Collected data entries:
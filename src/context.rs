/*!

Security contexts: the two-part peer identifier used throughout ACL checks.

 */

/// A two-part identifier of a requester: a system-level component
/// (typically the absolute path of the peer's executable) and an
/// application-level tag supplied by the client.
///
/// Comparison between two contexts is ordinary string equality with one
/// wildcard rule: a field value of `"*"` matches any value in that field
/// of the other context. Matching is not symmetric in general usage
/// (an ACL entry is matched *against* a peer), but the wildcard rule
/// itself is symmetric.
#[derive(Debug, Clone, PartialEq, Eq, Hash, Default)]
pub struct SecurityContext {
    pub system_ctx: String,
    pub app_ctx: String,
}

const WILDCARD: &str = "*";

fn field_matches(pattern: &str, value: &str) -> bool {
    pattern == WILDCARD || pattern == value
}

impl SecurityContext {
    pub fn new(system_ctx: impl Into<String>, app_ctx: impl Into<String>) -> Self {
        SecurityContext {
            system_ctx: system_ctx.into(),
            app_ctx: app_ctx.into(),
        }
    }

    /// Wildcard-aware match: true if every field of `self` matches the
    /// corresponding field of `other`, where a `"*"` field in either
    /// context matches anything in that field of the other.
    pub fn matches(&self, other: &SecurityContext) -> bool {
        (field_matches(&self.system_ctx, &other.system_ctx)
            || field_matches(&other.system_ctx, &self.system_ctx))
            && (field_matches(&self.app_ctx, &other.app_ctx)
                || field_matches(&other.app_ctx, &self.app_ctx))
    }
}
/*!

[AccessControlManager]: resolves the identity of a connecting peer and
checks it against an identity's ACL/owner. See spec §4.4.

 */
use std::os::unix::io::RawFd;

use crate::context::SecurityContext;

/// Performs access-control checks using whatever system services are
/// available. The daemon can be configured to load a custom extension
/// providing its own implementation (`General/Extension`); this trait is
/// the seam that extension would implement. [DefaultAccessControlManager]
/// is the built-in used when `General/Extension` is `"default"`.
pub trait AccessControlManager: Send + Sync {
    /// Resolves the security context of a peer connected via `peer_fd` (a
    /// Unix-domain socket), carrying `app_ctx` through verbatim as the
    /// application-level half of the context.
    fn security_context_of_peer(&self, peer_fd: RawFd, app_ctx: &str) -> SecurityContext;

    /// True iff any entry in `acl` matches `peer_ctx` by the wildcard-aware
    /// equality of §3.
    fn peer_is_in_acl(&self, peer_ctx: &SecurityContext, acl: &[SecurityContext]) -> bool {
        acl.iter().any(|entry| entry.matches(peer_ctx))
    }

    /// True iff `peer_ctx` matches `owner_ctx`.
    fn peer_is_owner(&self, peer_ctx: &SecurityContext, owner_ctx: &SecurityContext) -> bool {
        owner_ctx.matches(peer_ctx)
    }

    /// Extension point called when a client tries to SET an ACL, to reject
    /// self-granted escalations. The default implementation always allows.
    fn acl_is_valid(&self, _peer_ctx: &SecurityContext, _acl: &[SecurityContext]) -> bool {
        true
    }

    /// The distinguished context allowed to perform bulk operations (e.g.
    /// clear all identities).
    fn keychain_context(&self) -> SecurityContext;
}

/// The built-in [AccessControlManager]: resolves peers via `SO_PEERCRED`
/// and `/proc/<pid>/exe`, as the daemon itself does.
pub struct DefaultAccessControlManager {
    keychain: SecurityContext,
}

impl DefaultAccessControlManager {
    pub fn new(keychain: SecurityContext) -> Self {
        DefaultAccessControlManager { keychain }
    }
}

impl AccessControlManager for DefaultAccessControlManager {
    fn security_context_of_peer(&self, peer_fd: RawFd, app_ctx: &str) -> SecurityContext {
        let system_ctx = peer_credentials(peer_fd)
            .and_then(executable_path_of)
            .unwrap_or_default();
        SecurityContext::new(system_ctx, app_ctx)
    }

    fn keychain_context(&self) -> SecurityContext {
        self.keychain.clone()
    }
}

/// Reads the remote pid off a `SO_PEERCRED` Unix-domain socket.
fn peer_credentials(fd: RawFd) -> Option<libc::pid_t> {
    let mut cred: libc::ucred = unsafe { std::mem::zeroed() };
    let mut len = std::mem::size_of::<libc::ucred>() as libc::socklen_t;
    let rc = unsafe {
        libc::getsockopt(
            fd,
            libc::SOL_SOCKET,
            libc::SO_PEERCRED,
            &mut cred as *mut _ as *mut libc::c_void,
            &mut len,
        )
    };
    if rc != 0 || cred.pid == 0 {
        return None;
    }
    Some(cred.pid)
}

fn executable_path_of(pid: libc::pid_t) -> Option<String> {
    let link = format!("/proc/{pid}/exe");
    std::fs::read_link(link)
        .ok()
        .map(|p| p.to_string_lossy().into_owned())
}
...
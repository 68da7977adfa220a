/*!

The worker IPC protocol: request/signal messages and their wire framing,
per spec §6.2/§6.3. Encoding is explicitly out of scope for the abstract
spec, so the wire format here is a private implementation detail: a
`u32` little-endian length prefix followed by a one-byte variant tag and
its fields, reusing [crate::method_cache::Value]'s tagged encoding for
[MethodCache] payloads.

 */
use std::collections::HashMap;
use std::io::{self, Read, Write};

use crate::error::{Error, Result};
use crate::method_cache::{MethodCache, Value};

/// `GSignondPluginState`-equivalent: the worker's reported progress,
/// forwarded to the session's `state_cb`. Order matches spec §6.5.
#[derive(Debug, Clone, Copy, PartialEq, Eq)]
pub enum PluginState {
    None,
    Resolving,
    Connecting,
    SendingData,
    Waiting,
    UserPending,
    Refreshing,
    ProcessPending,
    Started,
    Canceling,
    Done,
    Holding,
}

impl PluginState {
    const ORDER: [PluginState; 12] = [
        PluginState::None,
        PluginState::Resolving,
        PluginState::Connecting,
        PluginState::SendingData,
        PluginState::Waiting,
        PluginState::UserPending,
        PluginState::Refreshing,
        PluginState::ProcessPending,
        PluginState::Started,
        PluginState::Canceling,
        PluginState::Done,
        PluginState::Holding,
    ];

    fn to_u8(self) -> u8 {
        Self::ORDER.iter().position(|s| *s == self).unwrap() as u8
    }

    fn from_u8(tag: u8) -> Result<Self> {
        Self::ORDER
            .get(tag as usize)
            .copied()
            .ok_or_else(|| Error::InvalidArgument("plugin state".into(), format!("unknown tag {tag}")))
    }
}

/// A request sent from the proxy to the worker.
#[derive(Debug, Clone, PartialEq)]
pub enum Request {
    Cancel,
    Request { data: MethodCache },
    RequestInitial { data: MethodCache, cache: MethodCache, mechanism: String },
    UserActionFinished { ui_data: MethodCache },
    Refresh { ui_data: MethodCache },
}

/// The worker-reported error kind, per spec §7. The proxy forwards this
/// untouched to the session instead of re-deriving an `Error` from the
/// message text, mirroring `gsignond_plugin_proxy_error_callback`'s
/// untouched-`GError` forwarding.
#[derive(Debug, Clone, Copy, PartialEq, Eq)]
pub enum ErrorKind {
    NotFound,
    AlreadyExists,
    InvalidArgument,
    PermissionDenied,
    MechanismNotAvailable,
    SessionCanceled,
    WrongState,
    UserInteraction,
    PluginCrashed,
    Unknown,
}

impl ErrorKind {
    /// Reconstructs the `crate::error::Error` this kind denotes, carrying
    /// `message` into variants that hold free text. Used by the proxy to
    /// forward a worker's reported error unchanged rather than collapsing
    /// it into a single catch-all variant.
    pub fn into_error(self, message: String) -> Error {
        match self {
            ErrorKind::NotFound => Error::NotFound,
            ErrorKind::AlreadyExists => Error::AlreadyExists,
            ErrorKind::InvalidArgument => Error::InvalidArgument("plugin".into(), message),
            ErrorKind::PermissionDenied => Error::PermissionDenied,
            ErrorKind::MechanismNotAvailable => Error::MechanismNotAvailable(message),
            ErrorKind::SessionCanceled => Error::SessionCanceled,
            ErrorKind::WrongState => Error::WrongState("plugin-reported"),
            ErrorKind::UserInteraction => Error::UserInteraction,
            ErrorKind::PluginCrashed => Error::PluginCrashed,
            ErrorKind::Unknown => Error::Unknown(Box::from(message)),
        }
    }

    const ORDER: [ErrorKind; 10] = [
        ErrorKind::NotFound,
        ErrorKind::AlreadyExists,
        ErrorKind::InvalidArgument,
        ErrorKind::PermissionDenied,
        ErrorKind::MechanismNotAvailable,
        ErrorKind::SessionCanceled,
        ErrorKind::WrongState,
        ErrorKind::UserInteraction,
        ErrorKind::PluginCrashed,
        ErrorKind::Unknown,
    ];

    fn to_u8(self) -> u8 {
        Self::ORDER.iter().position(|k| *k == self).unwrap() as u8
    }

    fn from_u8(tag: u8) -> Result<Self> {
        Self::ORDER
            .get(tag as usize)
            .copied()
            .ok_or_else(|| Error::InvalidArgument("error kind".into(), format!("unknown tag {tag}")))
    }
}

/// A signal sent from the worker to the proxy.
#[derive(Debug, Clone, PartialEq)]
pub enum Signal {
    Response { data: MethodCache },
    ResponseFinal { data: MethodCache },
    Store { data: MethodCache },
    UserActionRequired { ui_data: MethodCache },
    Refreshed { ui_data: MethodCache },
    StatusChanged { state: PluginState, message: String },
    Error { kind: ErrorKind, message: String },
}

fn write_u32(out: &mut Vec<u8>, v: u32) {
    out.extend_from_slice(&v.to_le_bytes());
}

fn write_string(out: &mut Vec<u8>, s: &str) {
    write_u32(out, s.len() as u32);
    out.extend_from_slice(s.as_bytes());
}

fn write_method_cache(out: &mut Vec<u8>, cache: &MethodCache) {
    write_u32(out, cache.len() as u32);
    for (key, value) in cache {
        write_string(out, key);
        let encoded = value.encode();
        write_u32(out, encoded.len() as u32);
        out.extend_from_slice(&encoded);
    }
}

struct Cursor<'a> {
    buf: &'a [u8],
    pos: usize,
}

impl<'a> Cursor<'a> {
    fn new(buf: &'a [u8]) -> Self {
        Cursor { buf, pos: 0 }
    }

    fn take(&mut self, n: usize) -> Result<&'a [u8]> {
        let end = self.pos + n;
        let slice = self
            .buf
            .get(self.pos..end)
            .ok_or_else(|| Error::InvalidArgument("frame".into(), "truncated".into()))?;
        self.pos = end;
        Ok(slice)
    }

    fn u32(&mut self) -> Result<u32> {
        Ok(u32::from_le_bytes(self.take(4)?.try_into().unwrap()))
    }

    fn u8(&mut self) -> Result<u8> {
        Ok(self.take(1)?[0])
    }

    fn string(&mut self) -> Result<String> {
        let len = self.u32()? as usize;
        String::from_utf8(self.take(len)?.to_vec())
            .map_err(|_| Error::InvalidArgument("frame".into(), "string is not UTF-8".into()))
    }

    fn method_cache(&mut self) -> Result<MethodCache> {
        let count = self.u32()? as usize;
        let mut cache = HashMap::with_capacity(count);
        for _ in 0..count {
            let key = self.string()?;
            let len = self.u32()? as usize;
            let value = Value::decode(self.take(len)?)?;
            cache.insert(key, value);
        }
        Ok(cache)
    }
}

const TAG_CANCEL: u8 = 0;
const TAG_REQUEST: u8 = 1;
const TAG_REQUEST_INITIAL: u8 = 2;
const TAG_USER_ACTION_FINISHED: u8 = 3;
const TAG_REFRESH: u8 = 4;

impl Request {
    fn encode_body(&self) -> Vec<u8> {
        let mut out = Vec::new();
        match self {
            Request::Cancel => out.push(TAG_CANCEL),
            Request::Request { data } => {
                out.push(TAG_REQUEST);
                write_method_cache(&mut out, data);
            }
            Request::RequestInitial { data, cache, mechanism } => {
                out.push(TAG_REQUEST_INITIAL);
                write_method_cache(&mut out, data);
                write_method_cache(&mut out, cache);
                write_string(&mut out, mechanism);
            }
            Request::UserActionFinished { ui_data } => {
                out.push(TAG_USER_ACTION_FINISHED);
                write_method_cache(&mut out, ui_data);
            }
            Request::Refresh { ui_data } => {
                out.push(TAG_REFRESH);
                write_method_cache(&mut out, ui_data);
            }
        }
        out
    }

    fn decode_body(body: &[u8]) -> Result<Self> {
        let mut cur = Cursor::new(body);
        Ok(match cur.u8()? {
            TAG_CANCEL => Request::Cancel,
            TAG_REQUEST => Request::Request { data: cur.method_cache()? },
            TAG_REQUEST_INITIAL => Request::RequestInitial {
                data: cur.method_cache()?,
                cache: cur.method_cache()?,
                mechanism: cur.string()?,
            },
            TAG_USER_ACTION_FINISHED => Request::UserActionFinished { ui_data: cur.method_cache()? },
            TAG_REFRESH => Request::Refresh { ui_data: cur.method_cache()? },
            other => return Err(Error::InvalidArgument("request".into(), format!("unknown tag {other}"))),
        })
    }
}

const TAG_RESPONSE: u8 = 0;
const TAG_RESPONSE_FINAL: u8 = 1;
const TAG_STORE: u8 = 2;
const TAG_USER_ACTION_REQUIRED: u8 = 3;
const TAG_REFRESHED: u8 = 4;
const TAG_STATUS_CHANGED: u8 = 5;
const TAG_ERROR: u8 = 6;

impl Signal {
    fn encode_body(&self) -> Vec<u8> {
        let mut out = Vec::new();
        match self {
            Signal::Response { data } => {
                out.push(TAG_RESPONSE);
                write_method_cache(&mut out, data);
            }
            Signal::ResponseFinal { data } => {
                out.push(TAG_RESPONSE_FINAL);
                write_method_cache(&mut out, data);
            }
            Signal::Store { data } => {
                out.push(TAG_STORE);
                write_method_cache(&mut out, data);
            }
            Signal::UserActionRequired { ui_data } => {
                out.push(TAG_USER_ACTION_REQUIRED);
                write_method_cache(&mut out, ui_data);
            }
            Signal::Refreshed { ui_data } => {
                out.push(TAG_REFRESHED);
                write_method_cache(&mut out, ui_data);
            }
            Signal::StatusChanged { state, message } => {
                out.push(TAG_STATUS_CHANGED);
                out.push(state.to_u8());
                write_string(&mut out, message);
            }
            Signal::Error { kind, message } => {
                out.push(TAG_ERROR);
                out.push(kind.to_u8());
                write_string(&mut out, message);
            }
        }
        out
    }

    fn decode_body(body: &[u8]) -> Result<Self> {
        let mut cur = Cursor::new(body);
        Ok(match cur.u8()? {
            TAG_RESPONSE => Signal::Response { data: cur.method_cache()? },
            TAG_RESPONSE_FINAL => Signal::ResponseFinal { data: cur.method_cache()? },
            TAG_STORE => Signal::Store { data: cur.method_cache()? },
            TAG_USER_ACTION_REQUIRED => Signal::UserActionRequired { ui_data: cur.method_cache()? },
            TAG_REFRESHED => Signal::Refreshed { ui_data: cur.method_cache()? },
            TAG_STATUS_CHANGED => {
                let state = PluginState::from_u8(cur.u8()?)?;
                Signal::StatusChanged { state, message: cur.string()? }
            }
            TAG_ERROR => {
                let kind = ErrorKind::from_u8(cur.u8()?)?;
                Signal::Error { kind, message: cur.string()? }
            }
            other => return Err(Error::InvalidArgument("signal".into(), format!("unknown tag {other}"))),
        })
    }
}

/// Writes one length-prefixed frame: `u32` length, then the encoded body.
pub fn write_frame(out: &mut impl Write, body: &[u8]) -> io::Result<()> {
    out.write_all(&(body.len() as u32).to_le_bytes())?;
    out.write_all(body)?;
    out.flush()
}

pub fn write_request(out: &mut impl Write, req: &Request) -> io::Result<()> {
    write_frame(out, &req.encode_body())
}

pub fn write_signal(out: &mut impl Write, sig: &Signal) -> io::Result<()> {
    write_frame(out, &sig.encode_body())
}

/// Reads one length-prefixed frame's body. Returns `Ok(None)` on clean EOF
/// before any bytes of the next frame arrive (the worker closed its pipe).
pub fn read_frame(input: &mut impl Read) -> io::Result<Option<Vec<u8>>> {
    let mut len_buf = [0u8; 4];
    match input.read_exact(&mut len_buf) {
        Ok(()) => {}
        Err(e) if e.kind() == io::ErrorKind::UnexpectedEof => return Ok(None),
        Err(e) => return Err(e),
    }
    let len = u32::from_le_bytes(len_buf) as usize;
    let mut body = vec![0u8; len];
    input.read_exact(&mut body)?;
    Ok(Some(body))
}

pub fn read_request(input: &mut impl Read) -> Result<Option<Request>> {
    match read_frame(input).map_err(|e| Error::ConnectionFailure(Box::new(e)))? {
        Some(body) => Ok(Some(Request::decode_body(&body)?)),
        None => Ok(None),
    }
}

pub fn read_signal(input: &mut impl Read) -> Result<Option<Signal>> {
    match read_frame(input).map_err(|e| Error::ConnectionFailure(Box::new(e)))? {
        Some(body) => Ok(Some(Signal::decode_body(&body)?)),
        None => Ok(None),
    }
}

## [About this task]
Look above for the line containing "ErrorKind, message: String" and the line containing "write_u32(out, encoded.len() as u32);". Transcribe both, with the lines between them, exactly.

## [Answer section]
    Error { kind: ErrorKind, message: String },
}

fn write_u32(out: &mut Vec<u8>, v: u32) {
    out.extend_from_slice(&v.to_le_bytes());
}

fn write_string(out: &mut Vec<u8>, s: &str) {
    write_u32(out, s.len() as u32);
    out.extend_from_slice(s.as_bytes());
}

fn write_method_cache(out: &mut Vec<u8>, cache: &MethodCache) {
    write_u32(out, cache.len() as u32);
    for (key, value) in cache {
        write_string(out, key);
        let encoded = value.encode();
        write_u32(out, encoded.len() as u32);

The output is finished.